Problem description =>
Please report how many lines in the data below contain "bits". Nothing besides the number should be written.

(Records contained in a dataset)
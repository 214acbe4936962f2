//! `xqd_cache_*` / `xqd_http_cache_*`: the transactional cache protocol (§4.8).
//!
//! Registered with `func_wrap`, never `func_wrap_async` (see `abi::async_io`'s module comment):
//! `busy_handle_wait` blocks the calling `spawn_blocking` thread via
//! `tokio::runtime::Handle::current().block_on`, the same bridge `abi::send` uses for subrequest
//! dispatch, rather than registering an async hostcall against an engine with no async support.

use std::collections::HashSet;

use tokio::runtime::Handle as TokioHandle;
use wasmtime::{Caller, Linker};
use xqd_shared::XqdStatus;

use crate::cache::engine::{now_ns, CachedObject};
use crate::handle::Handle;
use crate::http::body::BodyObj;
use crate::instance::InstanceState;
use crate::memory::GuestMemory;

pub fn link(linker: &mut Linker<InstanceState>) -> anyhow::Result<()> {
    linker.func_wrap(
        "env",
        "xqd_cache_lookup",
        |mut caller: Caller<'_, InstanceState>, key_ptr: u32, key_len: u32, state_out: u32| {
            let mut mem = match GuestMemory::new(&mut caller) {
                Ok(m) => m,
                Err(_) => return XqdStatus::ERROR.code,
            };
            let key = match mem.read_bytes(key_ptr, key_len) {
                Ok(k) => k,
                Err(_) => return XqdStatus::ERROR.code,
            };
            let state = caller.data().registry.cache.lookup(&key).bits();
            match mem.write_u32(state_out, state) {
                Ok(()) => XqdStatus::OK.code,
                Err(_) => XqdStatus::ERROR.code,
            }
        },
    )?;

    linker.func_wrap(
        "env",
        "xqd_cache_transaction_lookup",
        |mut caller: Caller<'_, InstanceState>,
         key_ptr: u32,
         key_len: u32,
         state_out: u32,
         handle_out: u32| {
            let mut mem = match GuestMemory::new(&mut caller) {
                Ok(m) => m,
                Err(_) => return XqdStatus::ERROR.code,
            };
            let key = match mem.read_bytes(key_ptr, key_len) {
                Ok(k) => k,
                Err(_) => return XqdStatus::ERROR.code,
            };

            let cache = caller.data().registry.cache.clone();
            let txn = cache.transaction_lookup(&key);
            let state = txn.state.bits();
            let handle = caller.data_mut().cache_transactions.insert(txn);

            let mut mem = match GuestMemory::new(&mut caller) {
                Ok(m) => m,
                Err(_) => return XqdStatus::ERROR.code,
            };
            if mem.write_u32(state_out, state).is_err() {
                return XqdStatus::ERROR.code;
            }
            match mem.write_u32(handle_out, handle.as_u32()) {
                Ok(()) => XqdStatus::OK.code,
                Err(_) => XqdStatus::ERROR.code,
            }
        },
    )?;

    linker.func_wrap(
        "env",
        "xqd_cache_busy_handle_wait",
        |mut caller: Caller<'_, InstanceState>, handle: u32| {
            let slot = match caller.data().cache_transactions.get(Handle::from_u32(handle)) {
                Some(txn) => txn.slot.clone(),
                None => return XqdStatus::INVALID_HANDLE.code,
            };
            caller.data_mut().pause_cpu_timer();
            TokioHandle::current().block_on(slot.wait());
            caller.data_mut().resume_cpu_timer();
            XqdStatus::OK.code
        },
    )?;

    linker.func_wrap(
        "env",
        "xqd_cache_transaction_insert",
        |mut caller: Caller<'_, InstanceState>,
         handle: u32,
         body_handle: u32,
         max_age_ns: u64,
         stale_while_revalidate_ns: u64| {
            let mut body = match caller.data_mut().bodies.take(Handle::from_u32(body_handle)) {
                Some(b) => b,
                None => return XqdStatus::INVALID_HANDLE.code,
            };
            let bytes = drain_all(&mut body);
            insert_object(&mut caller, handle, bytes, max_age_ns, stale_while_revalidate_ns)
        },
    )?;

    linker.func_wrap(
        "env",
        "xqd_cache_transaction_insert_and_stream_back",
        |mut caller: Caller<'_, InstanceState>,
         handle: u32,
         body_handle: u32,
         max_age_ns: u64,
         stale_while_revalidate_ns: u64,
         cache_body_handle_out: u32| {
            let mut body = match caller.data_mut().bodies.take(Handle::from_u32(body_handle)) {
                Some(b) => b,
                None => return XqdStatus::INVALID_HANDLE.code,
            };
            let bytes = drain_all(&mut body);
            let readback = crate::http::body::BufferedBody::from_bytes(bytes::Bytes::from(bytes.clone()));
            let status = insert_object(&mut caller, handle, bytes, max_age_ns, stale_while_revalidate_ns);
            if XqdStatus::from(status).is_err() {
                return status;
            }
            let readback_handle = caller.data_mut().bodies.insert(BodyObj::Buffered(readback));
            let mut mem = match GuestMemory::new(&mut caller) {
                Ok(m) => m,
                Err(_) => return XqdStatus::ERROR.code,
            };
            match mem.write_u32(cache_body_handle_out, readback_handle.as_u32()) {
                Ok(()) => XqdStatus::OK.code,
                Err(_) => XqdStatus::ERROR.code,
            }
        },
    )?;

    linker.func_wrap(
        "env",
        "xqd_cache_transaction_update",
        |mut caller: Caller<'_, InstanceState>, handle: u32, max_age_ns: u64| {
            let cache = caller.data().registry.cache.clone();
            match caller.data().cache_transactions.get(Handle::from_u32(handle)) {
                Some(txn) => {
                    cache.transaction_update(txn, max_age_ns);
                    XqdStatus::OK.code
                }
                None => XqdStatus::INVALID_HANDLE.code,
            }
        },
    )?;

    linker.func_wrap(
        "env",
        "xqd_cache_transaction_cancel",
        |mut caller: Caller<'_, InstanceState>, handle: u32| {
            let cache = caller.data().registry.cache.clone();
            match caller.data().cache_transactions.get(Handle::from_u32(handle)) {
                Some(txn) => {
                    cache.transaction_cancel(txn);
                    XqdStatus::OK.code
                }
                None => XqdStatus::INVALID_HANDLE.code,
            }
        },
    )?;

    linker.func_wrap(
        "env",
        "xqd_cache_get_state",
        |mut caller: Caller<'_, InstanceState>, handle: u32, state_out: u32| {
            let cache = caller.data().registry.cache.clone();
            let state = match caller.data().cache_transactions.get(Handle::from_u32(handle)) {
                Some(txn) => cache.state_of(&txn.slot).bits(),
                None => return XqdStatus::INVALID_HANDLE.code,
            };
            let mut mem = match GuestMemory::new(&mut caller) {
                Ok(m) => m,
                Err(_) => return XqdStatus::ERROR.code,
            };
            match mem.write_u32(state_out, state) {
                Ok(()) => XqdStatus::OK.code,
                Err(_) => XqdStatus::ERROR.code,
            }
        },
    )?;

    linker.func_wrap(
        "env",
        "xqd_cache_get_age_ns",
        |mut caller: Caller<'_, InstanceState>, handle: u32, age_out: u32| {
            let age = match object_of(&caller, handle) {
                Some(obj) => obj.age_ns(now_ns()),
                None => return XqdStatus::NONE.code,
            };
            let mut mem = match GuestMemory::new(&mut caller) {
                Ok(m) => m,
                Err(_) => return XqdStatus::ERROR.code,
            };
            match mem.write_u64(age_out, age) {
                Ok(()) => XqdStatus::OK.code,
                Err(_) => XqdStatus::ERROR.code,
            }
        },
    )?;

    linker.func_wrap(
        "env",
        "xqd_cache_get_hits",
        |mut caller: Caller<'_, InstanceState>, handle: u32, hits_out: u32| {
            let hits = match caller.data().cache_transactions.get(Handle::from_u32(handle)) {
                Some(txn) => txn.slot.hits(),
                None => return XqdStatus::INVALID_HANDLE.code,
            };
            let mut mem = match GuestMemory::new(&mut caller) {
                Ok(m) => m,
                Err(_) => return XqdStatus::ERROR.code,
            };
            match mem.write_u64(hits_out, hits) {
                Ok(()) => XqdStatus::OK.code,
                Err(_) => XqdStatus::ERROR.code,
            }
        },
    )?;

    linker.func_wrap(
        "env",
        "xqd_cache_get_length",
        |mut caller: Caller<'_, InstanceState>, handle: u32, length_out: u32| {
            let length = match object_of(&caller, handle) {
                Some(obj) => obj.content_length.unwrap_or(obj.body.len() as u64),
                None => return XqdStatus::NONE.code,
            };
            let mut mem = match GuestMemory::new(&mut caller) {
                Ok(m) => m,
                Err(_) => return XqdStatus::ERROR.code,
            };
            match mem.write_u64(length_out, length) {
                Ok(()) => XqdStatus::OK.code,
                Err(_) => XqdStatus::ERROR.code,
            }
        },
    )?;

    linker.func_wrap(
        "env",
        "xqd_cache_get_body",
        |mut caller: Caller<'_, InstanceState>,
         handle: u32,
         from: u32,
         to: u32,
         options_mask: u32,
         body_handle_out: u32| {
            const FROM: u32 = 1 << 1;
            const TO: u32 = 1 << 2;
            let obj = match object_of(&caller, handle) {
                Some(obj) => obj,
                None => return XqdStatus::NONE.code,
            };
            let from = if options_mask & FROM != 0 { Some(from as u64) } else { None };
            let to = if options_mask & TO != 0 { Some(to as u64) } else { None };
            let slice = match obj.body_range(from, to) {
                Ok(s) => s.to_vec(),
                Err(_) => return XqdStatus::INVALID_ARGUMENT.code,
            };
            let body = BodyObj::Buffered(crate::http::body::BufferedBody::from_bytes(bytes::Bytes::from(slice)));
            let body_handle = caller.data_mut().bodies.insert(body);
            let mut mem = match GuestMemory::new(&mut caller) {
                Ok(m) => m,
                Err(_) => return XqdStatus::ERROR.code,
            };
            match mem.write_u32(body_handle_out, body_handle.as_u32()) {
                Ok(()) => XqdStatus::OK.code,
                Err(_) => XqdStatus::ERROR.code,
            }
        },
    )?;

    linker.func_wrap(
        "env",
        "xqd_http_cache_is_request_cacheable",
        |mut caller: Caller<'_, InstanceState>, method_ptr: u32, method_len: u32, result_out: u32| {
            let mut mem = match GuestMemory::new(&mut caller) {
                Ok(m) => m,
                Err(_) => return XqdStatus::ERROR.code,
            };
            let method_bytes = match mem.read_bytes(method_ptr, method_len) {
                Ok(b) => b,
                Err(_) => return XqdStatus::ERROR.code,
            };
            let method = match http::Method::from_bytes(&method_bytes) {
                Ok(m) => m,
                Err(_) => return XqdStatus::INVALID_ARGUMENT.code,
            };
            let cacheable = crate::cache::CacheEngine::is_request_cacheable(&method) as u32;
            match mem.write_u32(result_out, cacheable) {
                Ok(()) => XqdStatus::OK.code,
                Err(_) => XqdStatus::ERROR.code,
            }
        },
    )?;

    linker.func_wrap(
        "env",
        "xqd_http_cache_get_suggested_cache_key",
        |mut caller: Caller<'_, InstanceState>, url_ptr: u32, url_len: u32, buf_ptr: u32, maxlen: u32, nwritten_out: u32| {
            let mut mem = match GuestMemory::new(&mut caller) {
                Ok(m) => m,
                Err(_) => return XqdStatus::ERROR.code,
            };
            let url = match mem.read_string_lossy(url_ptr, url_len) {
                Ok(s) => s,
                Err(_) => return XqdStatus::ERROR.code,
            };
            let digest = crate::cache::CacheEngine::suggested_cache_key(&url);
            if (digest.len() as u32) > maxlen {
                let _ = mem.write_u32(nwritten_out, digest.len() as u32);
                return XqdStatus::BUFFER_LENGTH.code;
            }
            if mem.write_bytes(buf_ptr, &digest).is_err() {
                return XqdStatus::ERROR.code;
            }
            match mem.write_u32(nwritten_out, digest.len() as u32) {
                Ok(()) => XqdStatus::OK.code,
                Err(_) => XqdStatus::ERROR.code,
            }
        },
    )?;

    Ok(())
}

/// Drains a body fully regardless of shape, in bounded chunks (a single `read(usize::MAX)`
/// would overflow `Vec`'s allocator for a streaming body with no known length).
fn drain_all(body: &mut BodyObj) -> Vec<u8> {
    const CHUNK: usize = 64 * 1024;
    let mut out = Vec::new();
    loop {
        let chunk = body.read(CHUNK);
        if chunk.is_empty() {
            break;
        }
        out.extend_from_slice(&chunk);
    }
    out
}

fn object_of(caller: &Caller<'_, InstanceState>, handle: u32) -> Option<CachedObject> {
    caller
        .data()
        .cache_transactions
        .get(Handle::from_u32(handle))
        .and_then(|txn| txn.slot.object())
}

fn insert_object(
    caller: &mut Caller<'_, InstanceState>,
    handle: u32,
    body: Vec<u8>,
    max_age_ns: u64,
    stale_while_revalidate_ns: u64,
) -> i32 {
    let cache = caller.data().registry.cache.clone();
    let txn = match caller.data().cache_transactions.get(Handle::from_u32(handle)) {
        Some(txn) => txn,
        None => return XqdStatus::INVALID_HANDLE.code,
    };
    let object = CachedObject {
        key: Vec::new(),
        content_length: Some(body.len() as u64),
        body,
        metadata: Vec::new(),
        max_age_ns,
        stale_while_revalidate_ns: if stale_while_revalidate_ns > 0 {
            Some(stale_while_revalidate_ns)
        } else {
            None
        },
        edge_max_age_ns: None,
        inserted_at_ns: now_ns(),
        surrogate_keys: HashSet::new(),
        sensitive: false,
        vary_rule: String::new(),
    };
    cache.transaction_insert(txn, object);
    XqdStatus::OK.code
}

Result of the exercise =>
3